Complexation behaviour of piceatannol ligand with Ti(IV) and Zr(IV) metal ions: a combined DFT and deep learning investigation

A theoretical investigation of the metal chelation ability of piceatannol ligand (PIC) with Ti(IV) and Zr(IV) metal ions is undertaken in this work utilizing DFT/B3LYP-GD3/6–31 + G(d,p) level theory in gas and DMSO. PIC is a naturally occurring polyphenolic stilbene having anticancer properties. Interaction of the deprotonated form of PIC with metal ions forms [TiL 2 ] and [ZrL 2 ] complexes. The stability of the complexes is evaluated using geometrical parameters, binding energy, and thermodynamic properties like ∆ H and ∆ G . The observed results indicate the higher stability of [TiL 2 ] complexes. Topology, NCI, and IRI analyses were used to explore the metal–ligand interactions in formed complexes.

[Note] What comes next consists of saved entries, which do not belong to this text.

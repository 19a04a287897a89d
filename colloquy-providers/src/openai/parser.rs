//! Response parsing for OpenAI

use crate::constants::OPENAI_PROVIDER;
use crate::error::{malformed_response, provider_reported};
use crate::traits::{ResponseParser, StreamEventParser};
use colloquy_core::{ChatMessage, Error, Metadata, Role, StreamingChatMessage};
use serde::Deserialize;
use serde_json::Value;

/// Stream payload that marks the end of an OpenAI stream
pub const DONE_MARKER: &str = "[DONE]";

/// Parses OpenAI responses
#[derive(Debug, Clone, Copy)]
pub struct OpenAIParser;

impl ResponseParser for OpenAIParser {
    fn parse_response(&self, value: Value) -> Result<Vec<ChatMessage>, Error> {
        check_error_object(&value)?;

        let response: OpenAIResponse = serde_json::from_value(value.clone())
            .map_err(|e| malformed_response(OPENAI_PROVIDER, e.to_string()))?;

        if response.choices.is_empty() {
            return Err(malformed_response(OPENAI_PROVIDER, "No choices in response"));
        }

        let mut messages: Vec<ChatMessage> = response
            .choices
            .into_iter()
            .map(|choice| {
                let mut metadata = Metadata::new();
                insert_opt(&mut metadata, "id", response.id.clone().map(Value::String));
                insert_opt(&mut metadata, "finish_reason", choice.finish_reason.map(Value::String));
                insert_opt(&mut metadata, "usage", response.usage.clone());
                insert_opt(&mut metadata, "tool_calls", choice.message.tool_calls);

                let mut message = ChatMessage::new(parse_role(choice.message.role.as_deref()))
                    .with_choice_index(choice.index)
                    .with_inner_content(value.clone())
                    .with_metadata(metadata);
                message.content = choice.message.content;
                message.model_id = response.model.clone();
                message
            })
            .collect();

        messages.sort_by_key(|m| m.choice_index);
        Ok(messages)
    }
}

impl StreamEventParser for OpenAIParser {
    fn parse_event(&self, data: &str) -> Result<Option<Vec<StreamingChatMessage>>, Error> {
        let value: Value = serde_json::from_str(data)
            .map_err(|e| malformed_response(OPENAI_PROVIDER, format!("Bad stream chunk: {}", e)))?;
        check_error_object(&value)?;

        let chunk: StreamChunk = serde_json::from_value(value.clone())
            .map_err(|e| malformed_response(OPENAI_PROVIDER, format!("Bad stream chunk: {}", e)))?;

        if chunk.choices.is_empty() {
            return Ok(None);
        }

        let chunks = chunk
            .choices
            .into_iter()
            .map(|choice| {
                let mut metadata = Metadata::new();
                insert_opt(&mut metadata, "finish_reason", choice.finish_reason.map(Value::String));
                insert_opt(&mut metadata, "tool_calls", choice.delta.tool_calls);

                StreamingChatMessage {
                    role: choice.delta.role.as_deref().map(|r| parse_role(Some(r))),
                    content: choice.delta.content,
                    choice_index: choice.index,
                    model_id: chunk.model.clone(),
                    inner_content: Some(value.clone()),
                    metadata: (!metadata.is_empty()).then_some(metadata),
                }
            })
            .collect();

        Ok(Some(chunks))
    }
}

fn check_error_object(value: &Value) -> Result<(), Error> {
    match value.get("error") {
        Some(error) if !error.is_null() => {
            let message = error
                .get("message")
                .and_then(Value::as_str)
                .unwrap_or("unknown provider error");
            Err(provider_reported(OPENAI_PROVIDER, message))
        }
        _ => Ok(()),
    }
}

fn insert_opt(metadata: &mut Metadata, key: &str, value: Option<Value>) {
    if let Some(value) = value.filter(|v| !v.is_null()) {
        metadata.insert(key.to_string(), value);
    }
}

fn parse_role(role: Option<&str>) -> Role {
    match role {
        Some("system") | Some("developer") => Role::System,
        Some("user") => Role::User,
        Some("tool") => Role::Tool,
        _ => Role::Assistant,
    }
}

// Response structures
#[derive(Deserialize)]
struct OpenAIResponse {
    id: Option<String>,
    model: Option<String>,
    #[serde(default)]
    choices: Vec<Choice>,
    usage: Option<Value>,
}

#[derive(Deserialize)]
struct Choice {
    #[serde(default)]
    index: u32,
    message: MessageResponse,
    finish_reason: Option<String>,
}

#[derive(Deserialize)]
struct MessageResponse {
    role: Option<String>,
    content: Option<String>,
    tool_calls: Option<Value>,
}

// Streaming structures
#[derive(Deserialize)]
struct StreamChunk {
    model: Option<String>,
    #[serde(default)]
    choices: Vec<StreamChoice>,
}

#[derive(Deserialize)]
struct StreamChoice {
    #[serde(default)]
    index: u32,
    #[serde(default)]
    delta: DeltaContent,
    finish_reason: Option<String>,
}

#[derive(Deserialize, Default)]
struct DeltaContent {
    role: Option<String>,
    content: Option<String>,
    tool_calls: Option<Value>,
}
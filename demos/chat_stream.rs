//! Example of streaming a reply, stopping early with Ctrl-C or a word limit

use colloquy::prelude::*;
use colloquy::providers::OpenAI;
use futures::StreamExt;
use std::time::Duration;

const MAX_INCREMENTS: usize = 200;

#[tokio::main]
async fn main() -> anyhow::Result<()> {
    tracing_subscriber::fmt()
        .with_env_filter(tracing_subscriber::EnvFilter::from_default_env())
        .init();

    let client = OpenAI::from_env()?;

    let mut history = ChatHistory::with_system_message("You are a poet.");
    history.add_user_message("Write a haiku about Rust programming");

    let options = CompletionOptions::new().with_timeout(Duration::from_secs(30));
    let mut stream = client
        .complete_chat_stream(&history, &ExecutionSettings::new().with("temperature", 0.9), &options)
        .await?;

    println!("Streaming response...\n");

    let mut accumulator = StreamAccumulator::new();
    loop {
        tokio::select! {
            item = stream.next() => match item {
                Some(chunks) => {
                    for chunk in chunks? {
                        print!("{}", chunk.content.as_deref().unwrap_or_default());
                        accumulator.push(chunk);
                    }
                    if stream.increments() >= MAX_INCREMENTS {
                        println!("\n\nStopping early");
                        break;
                    }
                }
                None => break,
            },
            _ = tokio::signal::ctrl_c() => {
                println!("\n\nCancelled");
                break;
            }
        }
    }
    // Dropping the stream closes the connection
    drop(stream);

    for message in accumulator.into_messages() {
        println!("\nFull response: {}", message.content.unwrap_or_default());
    }

    Ok(())
}
//! Constants for provider implementations

use std::time::Duration;

/// Provider name reported in OpenAI inference failures
pub const OPENAI_PROVIDER: &str = "openai";

/// Default OpenAI base URL
pub const OPENAI_DEFAULT_BASE_URL: &str = "https://api.openai.com/v1";

/// Default OpenAI model
pub const OPENAI_DEFAULT_MODEL: &str = "gpt-4o-mini";

/// Environment variable holding the OpenAI API key
pub const OPENAI_API_KEY_ENV: &str = "OPENAI_API_KEY";

/// Environment variable overriding the OpenAI base URL
pub const OPENAI_BASE_URL_ENV: &str = "OPENAI_BASE_URL";

/// Environment variable overriding the OpenAI model
pub const OPENAI_MODEL_ENV: &str = "OPENAI_MODEL";

/// Overall timeout applied by the default HTTP client
pub const DEFAULT_HTTP_TIMEOUT: Duration = Duration::from_secs(300);

/// Request body keys an adapter owns and callers may not override
pub const RESERVED_BODY_KEYS: &[&str] = &["model", "messages", "stream"];
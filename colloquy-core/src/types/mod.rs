//! Core types used throughout the Colloquy library

pub mod history;
pub mod message;
pub mod settings;
pub mod stream;

/// A model identifier (e.g., "gpt-4o")
pub type ModelId = String;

This establishes the metal–oxygen bonds in both complexes as an ionic bonding domain on the boundary of the intermediate bonding regime, which comprises dative bonding with a weak covalent character. The interaction of PIC with metal ions is less favourable in implicit DMSO. This is due to the presence of a solvent, which may compete with the ligand for interaction with the ion, reducing complex stability. The ligand and complexes are examined against protein kinase B using deep learning–based GNINA 1.0 software, and the results show a higher negative binding affinity of the [TiL 2 ] complex in comparison with others. These complexes outperform PIC as an anti-cancer drug candidate by inhibiting Akt kinase.